[Records excerpted from a collection]
________
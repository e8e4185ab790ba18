use std::sync::Arc;

use axum::extract::{Path, Query, State};
use axum::http::HeaderMap;
use axum::Json;
use serde::{Deserialize, Serialize};

use crate::db::queries::{self, BookingFilter, TransactionFilter};
use crate::errors::AppError;
use crate::handlers::auth;
use crate::handlers::bookings::{parse_state_request, BookingDetailResponse, BookingStateRequest};
use crate::models::{
    Booking, Review, ReviewStatus, Transaction, TransactionStatus, Vendor, VendorStatus,
};
use crate::services;
use crate::state::AppState;

// GET /api/admin/stats
#[derive(Serialize)]
pub struct StatsResponse {
    pending_vendors: i64,
    approved_vendors: i64,
    active_services: i64,
    total_bookings: i64,
    pending_bookings: i64,
    settled_bookings: i64,
    completed_payment_volume: i64,
    pending_reviews: i64,
    pending_withdrawals: i64,
}

pub async fn get_stats(
    State(state): State<Arc<AppState>>,
    headers: HeaderMap,
) -> Result<Json<StatsResponse>, AppError> {
    let stats = {
        let db = state.db.lock().unwrap();
        auth::require_admin(&db, &headers, &state.config.admin_token)?;
        queries::get_dashboard_stats(&db)?
    };

    Ok(Json(StatsResponse {
        pending_vendors: stats.pending_vendors,
        approved_vendors: stats.approved_vendors,
        active_services: stats.active_services,
        total_bookings: stats.total_bookings,
        pending_bookings: stats.pending_bookings,
        settled_bookings: stats.settled_bookings,
        completed_payment_volume: stats.completed_payment_volume,
        pending_reviews: stats.pending_reviews,
        pending_withdrawals: stats.pending_withdrawals,
    }))
}

// GET /api/admin/vendors
#[derive(Deserialize)]
pub struct VendorsQuery {
    pub status: Option<String>,
    pub limit: Option<i64>,
}

pub async fn list_vendors(
    State(state): State<Arc<AppState>>,
    headers: HeaderMap,
    Query(query): Query<VendorsQuery>,
) -> Result<Json<Vec<Vendor>>, AppError> {
    if let Some(status) = &query.status {
        if VendorStatus::parse(status).is_none() {
            return Err(AppError::Validation(format!("unknown status '{status}'")));
        }
    }

    let vendors = {
        let db = state.db.lock().unwrap();
        auth::require_admin(&db, &headers, &state.config.admin_token)?;
        queries::list_vendors(&db, query.status.as_deref(), query.limit.unwrap_or(50))?
    };
    Ok(Json(vendors))
}

// POST /api/admin/vendors/:id/status
#[derive(Deserialize)]
pub struct VendorStatusRequest {
    pub status: String,
}

pub async fn set_vendor_status(
    State(state): State<Arc<AppState>>,
    headers: HeaderMap,
    Path(id): Path<String>,
    Json(body): Json<VendorStatusRequest>,
) -> Result<Json<serde_json::Value>, AppError> {
    let status = VendorStatus::parse(&body.status)
        .ok_or_else(|| AppError::Validation(format!("unknown status '{}'", body.status)))?;

    let updated = {
        let db = state.db.lock().unwrap();
        auth::require_admin(&db, &headers, &state.config.admin_token)?;
        queries::update_vendor_status(&db, &id, &status)?
    };

    if !updated {
        return Err(AppError::NotFound("vendor not found".to_string()));
    }
    tracing::info!(vendor_id = %id, status = status.as_str(), "vendor status changed");
    Ok(Json(serde_json::json!({"ok": true})))
}

// GET /api/admin/bookings
#[derive(Deserialize)]
pub struct AdminBookingsQuery {
    pub status: Option<String>,
    pub payment_status: Option<String>,
    pub vendor_id: Option<String>,
    pub limit: Option<i64>,
}

pub async fn list_bookings(
    State(state): State<Arc<AppState>>,
    headers: HeaderMap,
    Query(query): Query<AdminBookingsQuery>,
) -> Result<Json<Vec<Booking>>, AppError> {
    let bookings = {
        let db = state.db.lock().unwrap();
        auth::require_admin(&db, &headers, &state.config.admin_token)?;

        let filter = BookingFilter {
            status: query.status,
            payment_status: query.payment_status,
            vendor_id: query.vendor_id,
            limit: query.limit.unwrap_or(50),
            ..Default::default()
        };
        queries::list_bookings(&db, &filter)?
    };
    Ok(Json(bookings))
}

// POST /api/admin/bookings/:id/status
pub async fn update_booking_status(
    State(state): State<Arc<AppState>>,
    headers: HeaderMap,
    Path(id): Path<String>,
    Json(body): Json<BookingStateRequest>,
) -> Result<Json<BookingDetailResponse>, AppError> {
    let update = parse_state_request(&body)?;

    let detail = {
        let db = state.db.lock().unwrap();
        auth::require_admin(&db, &headers, &state.config.admin_token)?;
        services::bookings::apply_state_update(&db, &id, update)?
            .ok_or_else(|| AppError::NotFound("booking not found".to_string()))?
    };

    Ok(Json(detail.into()))
}

// GET /api/admin/transactions
#[derive(Deserialize)]
pub struct AdminTransactionsQuery {
    pub vendor_id: Option<String>,
    #[serde(rename = "type")]
    pub transaction_type: Option<String>,
    pub status: Option<String>,
    pub limit: Option<i64>,
}

pub async fn list_transactions(
    State(state): State<Arc<AppState>>,
    headers: HeaderMap,
    Query(query): Query<AdminTransactionsQuery>,
) -> Result<Json<Vec<Transaction>>, AppError> {
    let transactions = {
        let db = state.db.lock().unwrap();
        auth::require_admin(&db, &headers, &state.config.admin_token)?;

        let filter = TransactionFilter {
            vendor_id: query.vendor_id,
            transaction_type: query.transaction_type,
            status: query.status,
            limit: query.limit.unwrap_or(50),
        };
        queries::list_transactions(&db, &filter)?
    };
    Ok(Json(transactions))
}

// POST /api/admin/withdrawals/:id/status
#[derive(Deserialize)]
pub struct WithdrawalStatusRequest {
    pub status: String,
}

pub async fn decide_withdrawal(
    State(state): State<Arc<AppState>>,
    headers: HeaderMap,
    Path(id): Path<String>,
    Json(body): Json<WithdrawalStatusRequest>,
) -> Result<Json<Transaction>, AppError> {
    let target = TransactionStatus::parse(&body.status)
        .ok_or_else(|| AppError::Validation(format!("unknown status '{}'", body.status)))?;

    let tx = {
        let db = state.db.lock().unwrap();
        auth::require_admin(&db, &headers, &state.config.admin_token)?;
        services::payments::decide_withdrawal(&db, &id, target)?
            .ok_or_else(|| AppError::NotFound("withdrawal not found".to_string()))?
    };
    Ok(Json(tx))
}

// POST /api/admin/reconcile
#[derive(Deserialize)]
pub struct ReconcileQuery {
    pub vendor_id: Option<String>,
}

#[derive(Serialize)]
pub struct ReconcileResponse {
    pub created: u32,
}

pub async fn reconcile(
    State(state): State<Arc<AppState>>,
    headers: HeaderMap,
    Query(query): Query<ReconcileQuery>,
) -> Result<Json<ReconcileResponse>, AppError> {
    let created = {
        let db = state.db.lock().unwrap();
        auth::require_admin(&db, &headers, &state.config.admin_token)?;
        services::reconciliation::run_sweep(&db, query.vendor_id.as_deref())?
    };
    Ok(Json(ReconcileResponse { created }))
}

// GET /api/admin/reviews
#[derive(Deserialize)]
pub struct ReviewsQuery {
    pub status: Option<String>,
    pub limit: Option<i64>,
}

pub async fn list_reviews(
    State(state): State<Arc<AppState>>,
    headers: HeaderMap,
    Query(query): Query<ReviewsQuery>,
) -> Result<Json<Vec<Review>>, AppError> {
    if let Some(status) = &query.status {
        if ReviewStatus::parse(status).is_none() {
            return Err(AppError::Validation(format!("unknown status '{status}'")));
        }
    }

    let reviews = {
        let db = state.db.lock().unwrap();
        auth::require_admin(&db, &headers, &state.config.admin_token)?;
        queries::list_reviews(&db, query.status.as_deref(), query.limit.unwrap_or(50))?
    };
    Ok(Json(reviews))
}

// POST /api/admin/reviews/:id/status
#[derive(Deserialize)]
pub struct ReviewStatusRequest {
    pub status: String,
}

pub async fn set_review_status(
    State(state): State<Arc<AppState>>,
    headers: HeaderMap,
    Path(id): Path<String>,
    Json(body): Json<ReviewStatusRequest>,
) -> Result<Json<serde_json::Value>, AppError> {
    let status = ReviewStatus::parse(&body.status)
        .ok_or_else(|| AppError::Validation(format!("unknown status '{}'", body.status)))?;

    let updated = {
        let db = state.db.lock().unwrap();
        auth::require_admin(&db, &headers, &state.config.admin_token)?;
        queries::update_review_status(&db, &id, &status)?
    };

    if !updated {
        return Err(AppError::NotFound("review not found".to_string()));
    }
    Ok(Json(serde_json::json!({"ok": true})))
}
________
Look back at the data above. Transcribe exactly the lines starting at the line that contains "Ok(Json(detail.into()))" and ending at the line that contains "-> Result<Json<Vec<Transaction>>, AppError>".

    Ok(Json(detail.into()))
}

// GET /api/admin/transactions
#[derive(Deserialize)]
pub struct AdminTransactionsQuery {
    pub vendor_id: Option<String>,
    #[serde(rename = "type")]
    pub transaction_type: Option<String>,
    pub status: Option<String>,
    pub limit: Option<i64>,
}

pub async fn list_transactions(
    State(state): State<Arc<AppState>>,
    headers: HeaderMap,
    Query(query): Query<AdminTransactionsQuery>,
) -> Result<Json<Vec<Transaction>>, AppError> {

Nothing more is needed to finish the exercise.